= Beginning of Section =

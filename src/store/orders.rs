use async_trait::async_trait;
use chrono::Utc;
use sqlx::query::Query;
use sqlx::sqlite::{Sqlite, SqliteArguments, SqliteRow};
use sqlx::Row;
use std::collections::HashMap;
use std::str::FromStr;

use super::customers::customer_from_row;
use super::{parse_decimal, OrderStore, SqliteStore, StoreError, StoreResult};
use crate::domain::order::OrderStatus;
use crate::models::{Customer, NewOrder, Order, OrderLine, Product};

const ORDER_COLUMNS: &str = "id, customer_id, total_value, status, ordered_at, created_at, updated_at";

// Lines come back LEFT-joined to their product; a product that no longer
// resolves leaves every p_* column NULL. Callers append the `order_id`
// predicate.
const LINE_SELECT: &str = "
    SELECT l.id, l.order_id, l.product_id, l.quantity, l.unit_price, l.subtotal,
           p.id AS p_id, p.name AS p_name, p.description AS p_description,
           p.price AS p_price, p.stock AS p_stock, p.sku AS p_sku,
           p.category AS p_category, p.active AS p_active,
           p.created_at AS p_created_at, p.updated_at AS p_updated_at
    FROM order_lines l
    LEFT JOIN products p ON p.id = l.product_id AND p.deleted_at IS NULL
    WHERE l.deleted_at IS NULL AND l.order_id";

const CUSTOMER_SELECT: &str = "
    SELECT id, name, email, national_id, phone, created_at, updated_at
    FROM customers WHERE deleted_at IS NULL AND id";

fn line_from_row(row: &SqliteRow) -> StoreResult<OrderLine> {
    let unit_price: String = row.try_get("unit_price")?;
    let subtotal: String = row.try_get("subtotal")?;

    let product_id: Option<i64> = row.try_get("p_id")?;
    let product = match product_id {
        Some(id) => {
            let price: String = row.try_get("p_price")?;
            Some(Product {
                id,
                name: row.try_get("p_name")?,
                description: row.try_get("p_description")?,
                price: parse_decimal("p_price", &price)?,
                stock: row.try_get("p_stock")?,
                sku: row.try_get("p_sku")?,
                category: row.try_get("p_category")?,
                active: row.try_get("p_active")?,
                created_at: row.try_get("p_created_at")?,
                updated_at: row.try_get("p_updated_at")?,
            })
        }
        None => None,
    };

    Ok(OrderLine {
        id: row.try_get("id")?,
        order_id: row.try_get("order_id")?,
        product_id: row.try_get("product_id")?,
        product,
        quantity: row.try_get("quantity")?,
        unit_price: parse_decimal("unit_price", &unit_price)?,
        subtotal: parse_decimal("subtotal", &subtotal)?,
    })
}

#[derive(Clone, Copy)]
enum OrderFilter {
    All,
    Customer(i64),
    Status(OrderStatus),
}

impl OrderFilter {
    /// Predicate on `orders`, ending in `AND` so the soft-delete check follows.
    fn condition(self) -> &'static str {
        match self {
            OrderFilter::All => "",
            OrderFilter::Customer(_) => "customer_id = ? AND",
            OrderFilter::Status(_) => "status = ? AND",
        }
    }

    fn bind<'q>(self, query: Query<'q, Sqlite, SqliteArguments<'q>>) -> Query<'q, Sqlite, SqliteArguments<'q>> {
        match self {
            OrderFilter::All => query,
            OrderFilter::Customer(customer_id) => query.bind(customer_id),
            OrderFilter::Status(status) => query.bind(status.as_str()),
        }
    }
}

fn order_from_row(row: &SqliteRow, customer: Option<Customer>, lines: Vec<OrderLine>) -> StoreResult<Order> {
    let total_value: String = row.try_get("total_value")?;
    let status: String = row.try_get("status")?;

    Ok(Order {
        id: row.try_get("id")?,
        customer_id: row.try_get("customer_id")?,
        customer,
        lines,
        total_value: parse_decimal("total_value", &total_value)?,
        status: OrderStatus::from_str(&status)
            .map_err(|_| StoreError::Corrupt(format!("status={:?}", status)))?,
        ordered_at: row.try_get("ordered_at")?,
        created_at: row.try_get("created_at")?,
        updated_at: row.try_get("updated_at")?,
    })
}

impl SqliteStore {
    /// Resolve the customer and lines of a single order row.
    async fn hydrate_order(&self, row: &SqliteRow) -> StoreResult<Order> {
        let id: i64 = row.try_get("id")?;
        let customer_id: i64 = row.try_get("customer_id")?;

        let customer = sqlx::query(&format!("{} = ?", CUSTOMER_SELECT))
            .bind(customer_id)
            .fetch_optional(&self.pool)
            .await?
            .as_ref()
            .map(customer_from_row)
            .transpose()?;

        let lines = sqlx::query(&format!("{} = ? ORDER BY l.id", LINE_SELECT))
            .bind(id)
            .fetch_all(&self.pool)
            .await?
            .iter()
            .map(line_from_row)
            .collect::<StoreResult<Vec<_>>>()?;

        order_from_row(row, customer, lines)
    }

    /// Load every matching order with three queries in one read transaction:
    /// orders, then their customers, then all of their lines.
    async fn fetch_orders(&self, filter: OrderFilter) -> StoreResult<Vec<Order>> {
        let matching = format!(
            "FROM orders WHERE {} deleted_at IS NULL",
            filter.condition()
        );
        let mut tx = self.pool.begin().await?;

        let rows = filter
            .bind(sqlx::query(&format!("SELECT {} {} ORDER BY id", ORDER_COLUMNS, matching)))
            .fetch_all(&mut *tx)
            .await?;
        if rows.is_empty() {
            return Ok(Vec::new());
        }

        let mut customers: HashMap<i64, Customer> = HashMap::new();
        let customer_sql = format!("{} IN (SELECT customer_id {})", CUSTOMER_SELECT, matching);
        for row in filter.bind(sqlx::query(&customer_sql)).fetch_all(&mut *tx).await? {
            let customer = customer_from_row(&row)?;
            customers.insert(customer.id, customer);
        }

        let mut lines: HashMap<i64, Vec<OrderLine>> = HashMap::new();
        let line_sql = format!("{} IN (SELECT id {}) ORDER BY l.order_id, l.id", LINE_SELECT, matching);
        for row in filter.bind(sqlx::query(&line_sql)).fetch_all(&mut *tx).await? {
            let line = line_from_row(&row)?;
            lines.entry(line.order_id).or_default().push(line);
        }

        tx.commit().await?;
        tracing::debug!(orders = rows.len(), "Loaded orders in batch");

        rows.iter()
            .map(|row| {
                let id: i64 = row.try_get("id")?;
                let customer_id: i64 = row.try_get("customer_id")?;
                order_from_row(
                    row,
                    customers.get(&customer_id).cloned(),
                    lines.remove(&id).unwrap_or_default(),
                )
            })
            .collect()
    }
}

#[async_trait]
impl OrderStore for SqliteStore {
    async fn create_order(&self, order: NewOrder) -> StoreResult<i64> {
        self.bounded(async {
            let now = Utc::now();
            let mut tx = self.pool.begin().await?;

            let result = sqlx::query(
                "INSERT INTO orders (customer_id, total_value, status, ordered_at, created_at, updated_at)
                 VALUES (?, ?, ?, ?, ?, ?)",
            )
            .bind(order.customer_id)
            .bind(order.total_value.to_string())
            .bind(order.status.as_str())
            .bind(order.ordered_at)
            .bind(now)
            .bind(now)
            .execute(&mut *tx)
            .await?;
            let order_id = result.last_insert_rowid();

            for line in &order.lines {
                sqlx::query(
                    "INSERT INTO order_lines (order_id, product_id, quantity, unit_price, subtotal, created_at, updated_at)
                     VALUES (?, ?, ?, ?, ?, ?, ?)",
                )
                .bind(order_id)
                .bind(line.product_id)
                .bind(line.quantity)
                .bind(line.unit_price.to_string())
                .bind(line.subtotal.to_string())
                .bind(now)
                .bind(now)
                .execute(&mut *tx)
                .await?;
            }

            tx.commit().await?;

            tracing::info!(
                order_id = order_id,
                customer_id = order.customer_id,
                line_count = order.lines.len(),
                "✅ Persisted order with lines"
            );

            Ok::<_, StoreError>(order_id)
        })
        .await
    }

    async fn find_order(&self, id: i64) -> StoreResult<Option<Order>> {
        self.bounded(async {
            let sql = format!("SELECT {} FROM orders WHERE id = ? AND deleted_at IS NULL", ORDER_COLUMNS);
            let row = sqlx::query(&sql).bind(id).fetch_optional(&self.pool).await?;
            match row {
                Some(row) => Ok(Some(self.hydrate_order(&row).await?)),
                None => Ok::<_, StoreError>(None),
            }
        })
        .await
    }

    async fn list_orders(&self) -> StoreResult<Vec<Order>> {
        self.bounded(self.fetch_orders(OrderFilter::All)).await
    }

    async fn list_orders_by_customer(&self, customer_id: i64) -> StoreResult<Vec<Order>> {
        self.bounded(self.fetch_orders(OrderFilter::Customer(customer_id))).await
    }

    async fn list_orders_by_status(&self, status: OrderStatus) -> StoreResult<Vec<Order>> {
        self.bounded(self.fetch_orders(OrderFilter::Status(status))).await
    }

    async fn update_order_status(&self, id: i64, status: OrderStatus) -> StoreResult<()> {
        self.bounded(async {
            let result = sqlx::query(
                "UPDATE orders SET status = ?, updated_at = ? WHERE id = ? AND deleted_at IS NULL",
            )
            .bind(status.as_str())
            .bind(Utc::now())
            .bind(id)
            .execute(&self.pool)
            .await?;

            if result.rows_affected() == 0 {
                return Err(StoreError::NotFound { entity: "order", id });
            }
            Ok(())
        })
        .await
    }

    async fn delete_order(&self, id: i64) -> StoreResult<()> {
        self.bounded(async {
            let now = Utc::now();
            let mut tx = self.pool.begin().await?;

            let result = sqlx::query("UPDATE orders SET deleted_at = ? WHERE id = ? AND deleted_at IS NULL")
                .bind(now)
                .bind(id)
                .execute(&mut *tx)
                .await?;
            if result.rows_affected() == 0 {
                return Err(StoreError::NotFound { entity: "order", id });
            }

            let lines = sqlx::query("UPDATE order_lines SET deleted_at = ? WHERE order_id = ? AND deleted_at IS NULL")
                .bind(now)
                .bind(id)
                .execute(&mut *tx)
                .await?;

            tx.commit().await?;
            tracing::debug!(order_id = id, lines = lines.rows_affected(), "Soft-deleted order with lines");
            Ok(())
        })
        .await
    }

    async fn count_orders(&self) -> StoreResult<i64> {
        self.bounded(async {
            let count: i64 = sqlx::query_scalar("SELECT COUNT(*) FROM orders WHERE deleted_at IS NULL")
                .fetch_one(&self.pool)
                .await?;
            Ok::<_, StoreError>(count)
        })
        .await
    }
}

= End of Section =
= Beginning of Section =

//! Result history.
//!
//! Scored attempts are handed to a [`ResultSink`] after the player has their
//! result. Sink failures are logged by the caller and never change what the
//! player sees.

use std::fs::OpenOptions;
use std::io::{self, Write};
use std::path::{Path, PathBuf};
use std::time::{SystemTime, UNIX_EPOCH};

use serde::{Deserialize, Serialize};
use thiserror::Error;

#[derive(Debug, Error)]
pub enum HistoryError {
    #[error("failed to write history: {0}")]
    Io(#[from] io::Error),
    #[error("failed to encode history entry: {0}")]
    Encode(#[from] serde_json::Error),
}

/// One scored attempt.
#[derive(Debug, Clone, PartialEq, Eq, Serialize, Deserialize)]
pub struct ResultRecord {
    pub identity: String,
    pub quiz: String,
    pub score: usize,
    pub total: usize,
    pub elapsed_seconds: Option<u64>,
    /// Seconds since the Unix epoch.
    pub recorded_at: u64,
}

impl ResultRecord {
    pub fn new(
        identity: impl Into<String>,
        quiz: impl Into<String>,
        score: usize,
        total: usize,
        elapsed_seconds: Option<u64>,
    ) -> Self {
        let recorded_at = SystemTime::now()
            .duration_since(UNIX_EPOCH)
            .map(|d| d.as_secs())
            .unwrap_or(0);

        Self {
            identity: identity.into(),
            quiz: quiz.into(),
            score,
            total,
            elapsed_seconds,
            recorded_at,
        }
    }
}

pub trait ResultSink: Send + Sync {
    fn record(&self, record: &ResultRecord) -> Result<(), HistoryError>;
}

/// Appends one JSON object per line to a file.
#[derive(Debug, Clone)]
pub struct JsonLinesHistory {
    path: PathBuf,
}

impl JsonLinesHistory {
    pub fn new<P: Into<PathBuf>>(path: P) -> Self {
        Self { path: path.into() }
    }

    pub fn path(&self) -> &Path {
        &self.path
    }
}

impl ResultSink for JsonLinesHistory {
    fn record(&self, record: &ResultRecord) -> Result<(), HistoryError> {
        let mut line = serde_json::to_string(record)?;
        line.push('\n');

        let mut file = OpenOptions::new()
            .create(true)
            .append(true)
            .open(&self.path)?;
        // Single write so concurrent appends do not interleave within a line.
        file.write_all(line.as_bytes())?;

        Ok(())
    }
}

= End of Section =

EXERCISE: Given the records above, return exactly the lines starting at the line containing "filename src/store/orders.rs" and ending at the line containing "WHERE l.deleted_at IS", including both.

SOLUTION FOR THIS EXERCISE:
filename src/store/orders.rs
use async_trait::async_trait;
use chrono::Utc;
use sqlx::query::Query;
use sqlx::sqlite::{Sqlite, SqliteArguments, SqliteRow};
use sqlx::Row;
use std::collections::HashMap;
use std::str::FromStr;

use super::customers::customer_from_row;
use super::{parse_decimal, OrderStore, SqliteStore, StoreError, StoreResult};
use crate::domain::order::OrderStatus;
use crate::models::{Customer, NewOrder, Order, OrderLine, Product};

const ORDER_COLUMNS: &str = "id, customer_id, total_value, status, ordered_at, created_at, updated_at";

// Lines come back LEFT-joined to their product; a product that no longer
// resolves leaves every p_* column NULL. Callers append the `order_id`
// predicate.
const LINE_SELECT: &str = "
    SELECT l.id, l.order_id, l.product_id, l.quantity, l.unit_price, l.subtotal,
           p.id AS p_id, p.name AS p_name, p.description AS p_description,
           p.price AS p_price, p.stock AS p_stock, p.sku AS p_sku,
           p.category AS p_category, p.active AS p_active,
           p.created_at AS p_created_at, p.updated_at AS p_updated_at
    FROM order_lines l
    LEFT JOIN products p ON p.id = l.product_id AND p.deleted_at IS NULL
    WHERE l.deleted_at IS NULL AND l.order_id";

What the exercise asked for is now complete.